* [Exercise brief]: Repeat exactly, and only, the lines of the entries below from the one with "credit(&mut tx, &alice(), &AssetId::Native, 100).unwrap();" through the one with "tx, &alice(), &alice(), &AssetId::Native, 10).unwrap();", both ends included.

*** Task inputs Section Begins ***

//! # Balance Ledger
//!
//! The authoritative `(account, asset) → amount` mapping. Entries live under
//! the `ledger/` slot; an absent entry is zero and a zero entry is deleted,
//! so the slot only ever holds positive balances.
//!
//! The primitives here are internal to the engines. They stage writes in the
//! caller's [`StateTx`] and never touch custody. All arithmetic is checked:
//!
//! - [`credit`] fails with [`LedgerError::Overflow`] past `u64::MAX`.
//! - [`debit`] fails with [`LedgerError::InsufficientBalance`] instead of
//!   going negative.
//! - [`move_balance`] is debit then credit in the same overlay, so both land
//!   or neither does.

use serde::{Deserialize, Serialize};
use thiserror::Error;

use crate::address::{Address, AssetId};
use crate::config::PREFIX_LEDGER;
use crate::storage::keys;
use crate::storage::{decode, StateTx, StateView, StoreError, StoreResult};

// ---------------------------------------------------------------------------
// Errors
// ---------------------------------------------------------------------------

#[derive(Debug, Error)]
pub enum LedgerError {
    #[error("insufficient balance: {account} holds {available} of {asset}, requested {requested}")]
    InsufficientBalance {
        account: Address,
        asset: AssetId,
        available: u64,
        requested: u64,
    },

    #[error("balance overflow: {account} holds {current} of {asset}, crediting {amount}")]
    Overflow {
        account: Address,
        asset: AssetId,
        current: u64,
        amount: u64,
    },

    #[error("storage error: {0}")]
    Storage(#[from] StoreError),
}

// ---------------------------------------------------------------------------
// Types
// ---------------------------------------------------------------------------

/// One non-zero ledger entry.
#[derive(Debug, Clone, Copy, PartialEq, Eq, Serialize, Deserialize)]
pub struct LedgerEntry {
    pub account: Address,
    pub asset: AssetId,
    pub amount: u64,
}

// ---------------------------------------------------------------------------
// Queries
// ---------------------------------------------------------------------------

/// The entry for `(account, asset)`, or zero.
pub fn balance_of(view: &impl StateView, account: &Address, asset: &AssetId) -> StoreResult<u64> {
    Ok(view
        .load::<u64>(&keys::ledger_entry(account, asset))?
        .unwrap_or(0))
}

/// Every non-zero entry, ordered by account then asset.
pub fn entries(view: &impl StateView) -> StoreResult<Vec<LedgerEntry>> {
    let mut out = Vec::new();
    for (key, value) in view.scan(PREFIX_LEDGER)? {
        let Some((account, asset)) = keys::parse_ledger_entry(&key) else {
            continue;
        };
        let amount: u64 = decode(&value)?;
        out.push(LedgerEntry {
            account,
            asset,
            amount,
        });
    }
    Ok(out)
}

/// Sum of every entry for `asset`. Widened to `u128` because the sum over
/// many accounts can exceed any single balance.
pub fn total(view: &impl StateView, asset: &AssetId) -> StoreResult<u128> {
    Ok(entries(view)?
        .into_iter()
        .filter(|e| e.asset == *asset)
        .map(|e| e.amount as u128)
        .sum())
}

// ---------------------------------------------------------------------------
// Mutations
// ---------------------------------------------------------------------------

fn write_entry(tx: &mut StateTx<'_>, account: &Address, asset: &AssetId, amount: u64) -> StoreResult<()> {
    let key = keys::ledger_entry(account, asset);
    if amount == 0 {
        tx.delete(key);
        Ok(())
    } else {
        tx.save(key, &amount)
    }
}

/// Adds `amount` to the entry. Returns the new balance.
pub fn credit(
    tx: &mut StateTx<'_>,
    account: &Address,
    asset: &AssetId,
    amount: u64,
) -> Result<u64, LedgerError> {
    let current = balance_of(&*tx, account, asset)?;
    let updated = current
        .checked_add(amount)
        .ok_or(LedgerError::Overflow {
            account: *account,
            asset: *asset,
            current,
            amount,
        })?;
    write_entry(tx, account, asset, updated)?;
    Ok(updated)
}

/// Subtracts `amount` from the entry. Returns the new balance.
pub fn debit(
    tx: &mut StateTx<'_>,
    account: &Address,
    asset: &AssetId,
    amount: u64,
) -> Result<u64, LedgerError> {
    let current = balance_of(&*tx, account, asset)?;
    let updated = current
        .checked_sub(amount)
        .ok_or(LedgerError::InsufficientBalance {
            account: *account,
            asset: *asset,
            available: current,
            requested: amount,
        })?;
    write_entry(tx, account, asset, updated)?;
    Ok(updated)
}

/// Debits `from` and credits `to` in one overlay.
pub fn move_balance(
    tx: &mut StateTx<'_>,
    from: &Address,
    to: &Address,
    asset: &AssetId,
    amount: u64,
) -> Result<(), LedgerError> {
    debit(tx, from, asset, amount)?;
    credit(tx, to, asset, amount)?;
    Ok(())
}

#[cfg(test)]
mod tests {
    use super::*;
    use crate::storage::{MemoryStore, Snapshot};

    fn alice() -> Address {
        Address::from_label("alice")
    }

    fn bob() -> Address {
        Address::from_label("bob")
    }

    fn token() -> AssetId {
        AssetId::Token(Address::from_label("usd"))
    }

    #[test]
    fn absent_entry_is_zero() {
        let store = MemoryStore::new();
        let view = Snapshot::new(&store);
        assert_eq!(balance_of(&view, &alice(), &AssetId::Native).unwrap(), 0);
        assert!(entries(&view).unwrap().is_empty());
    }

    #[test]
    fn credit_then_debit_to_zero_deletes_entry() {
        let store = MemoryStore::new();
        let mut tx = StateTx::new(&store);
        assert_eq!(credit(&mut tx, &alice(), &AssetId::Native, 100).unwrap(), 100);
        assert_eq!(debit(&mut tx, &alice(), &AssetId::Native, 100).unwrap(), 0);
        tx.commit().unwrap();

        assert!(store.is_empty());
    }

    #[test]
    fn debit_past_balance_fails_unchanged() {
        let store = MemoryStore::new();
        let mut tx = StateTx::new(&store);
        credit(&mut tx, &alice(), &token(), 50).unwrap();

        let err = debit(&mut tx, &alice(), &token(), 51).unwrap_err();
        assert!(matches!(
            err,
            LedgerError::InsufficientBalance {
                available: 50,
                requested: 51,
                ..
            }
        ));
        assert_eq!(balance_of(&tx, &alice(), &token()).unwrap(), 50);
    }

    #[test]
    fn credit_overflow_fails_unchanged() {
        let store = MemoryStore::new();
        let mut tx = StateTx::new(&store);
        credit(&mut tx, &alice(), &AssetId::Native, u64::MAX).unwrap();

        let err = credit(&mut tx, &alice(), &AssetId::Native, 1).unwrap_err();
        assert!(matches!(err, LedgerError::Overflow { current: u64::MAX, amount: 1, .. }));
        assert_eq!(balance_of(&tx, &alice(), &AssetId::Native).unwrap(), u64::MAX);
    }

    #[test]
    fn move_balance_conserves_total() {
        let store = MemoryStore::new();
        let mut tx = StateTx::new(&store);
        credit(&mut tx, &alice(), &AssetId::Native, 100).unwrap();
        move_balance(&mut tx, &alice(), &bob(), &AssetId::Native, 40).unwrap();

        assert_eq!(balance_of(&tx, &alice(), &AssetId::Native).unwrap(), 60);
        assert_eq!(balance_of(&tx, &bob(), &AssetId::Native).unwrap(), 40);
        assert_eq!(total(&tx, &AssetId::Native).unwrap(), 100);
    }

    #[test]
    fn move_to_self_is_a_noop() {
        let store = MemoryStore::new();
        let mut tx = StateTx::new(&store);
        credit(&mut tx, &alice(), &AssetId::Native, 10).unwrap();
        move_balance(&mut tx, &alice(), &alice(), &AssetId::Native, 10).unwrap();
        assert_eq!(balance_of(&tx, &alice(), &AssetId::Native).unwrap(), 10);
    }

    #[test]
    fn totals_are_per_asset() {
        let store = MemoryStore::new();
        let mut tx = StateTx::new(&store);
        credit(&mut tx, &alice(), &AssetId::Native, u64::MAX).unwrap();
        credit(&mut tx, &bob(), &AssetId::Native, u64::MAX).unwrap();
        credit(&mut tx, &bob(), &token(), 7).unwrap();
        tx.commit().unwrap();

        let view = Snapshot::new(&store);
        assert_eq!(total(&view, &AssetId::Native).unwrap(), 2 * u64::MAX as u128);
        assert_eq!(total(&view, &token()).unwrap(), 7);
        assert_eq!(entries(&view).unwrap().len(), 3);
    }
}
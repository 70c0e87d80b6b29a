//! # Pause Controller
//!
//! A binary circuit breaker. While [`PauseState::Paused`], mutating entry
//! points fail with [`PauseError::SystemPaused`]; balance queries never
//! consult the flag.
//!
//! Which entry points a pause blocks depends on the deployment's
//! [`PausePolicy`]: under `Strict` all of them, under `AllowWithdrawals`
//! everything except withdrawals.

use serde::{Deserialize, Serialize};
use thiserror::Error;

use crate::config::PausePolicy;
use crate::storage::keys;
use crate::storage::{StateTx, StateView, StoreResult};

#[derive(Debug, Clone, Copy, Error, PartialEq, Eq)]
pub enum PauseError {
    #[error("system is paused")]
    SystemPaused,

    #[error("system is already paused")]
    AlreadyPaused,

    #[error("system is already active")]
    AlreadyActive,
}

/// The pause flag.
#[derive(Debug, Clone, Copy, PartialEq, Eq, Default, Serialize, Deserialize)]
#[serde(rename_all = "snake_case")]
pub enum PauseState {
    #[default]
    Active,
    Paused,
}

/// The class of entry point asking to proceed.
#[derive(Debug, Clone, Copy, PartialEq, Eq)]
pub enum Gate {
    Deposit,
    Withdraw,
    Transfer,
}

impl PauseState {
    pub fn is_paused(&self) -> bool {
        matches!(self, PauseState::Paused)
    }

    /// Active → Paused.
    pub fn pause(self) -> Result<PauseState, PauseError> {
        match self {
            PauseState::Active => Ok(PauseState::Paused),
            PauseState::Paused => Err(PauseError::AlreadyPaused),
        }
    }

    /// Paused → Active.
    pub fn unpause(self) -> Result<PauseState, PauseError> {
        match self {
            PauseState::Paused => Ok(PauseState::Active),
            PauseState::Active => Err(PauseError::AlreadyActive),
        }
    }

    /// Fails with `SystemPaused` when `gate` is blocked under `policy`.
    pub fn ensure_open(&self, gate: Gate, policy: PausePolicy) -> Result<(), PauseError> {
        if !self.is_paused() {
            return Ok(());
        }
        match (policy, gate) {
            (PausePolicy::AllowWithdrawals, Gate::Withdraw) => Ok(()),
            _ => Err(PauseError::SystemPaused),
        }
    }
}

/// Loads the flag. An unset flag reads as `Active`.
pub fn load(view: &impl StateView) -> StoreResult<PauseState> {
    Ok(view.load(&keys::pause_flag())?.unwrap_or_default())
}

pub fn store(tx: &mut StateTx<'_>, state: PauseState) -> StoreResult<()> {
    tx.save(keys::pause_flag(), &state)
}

*** Task inputs Section Ends ***

* [Result below]:
        credit(&mut tx, &alice(), &AssetId::Native, 100).unwrap();
        move_balance(&mut tx, &alice(), &bob(), &AssetId::Native, 40).unwrap();

        assert_eq!(balance_of(&tx, &alice(), &AssetId::Native).unwrap(), 60);
        assert_eq!(balance_of(&tx, &bob(), &AssetId::Native).unwrap(), 40);
        assert_eq!(total(&tx, &AssetId::Native).unwrap(), 100);
    }

    #[test]
    fn move_to_self_is_a_noop() {
        let store = MemoryStore::new();
        let mut tx = StateTx::new(&store);
        credit(&mut tx, &alice(), &AssetId::Native, 10).unwrap();
        move_balance(&mut tx, &alice(), &alice(), &AssetId::Native, 10).unwrap();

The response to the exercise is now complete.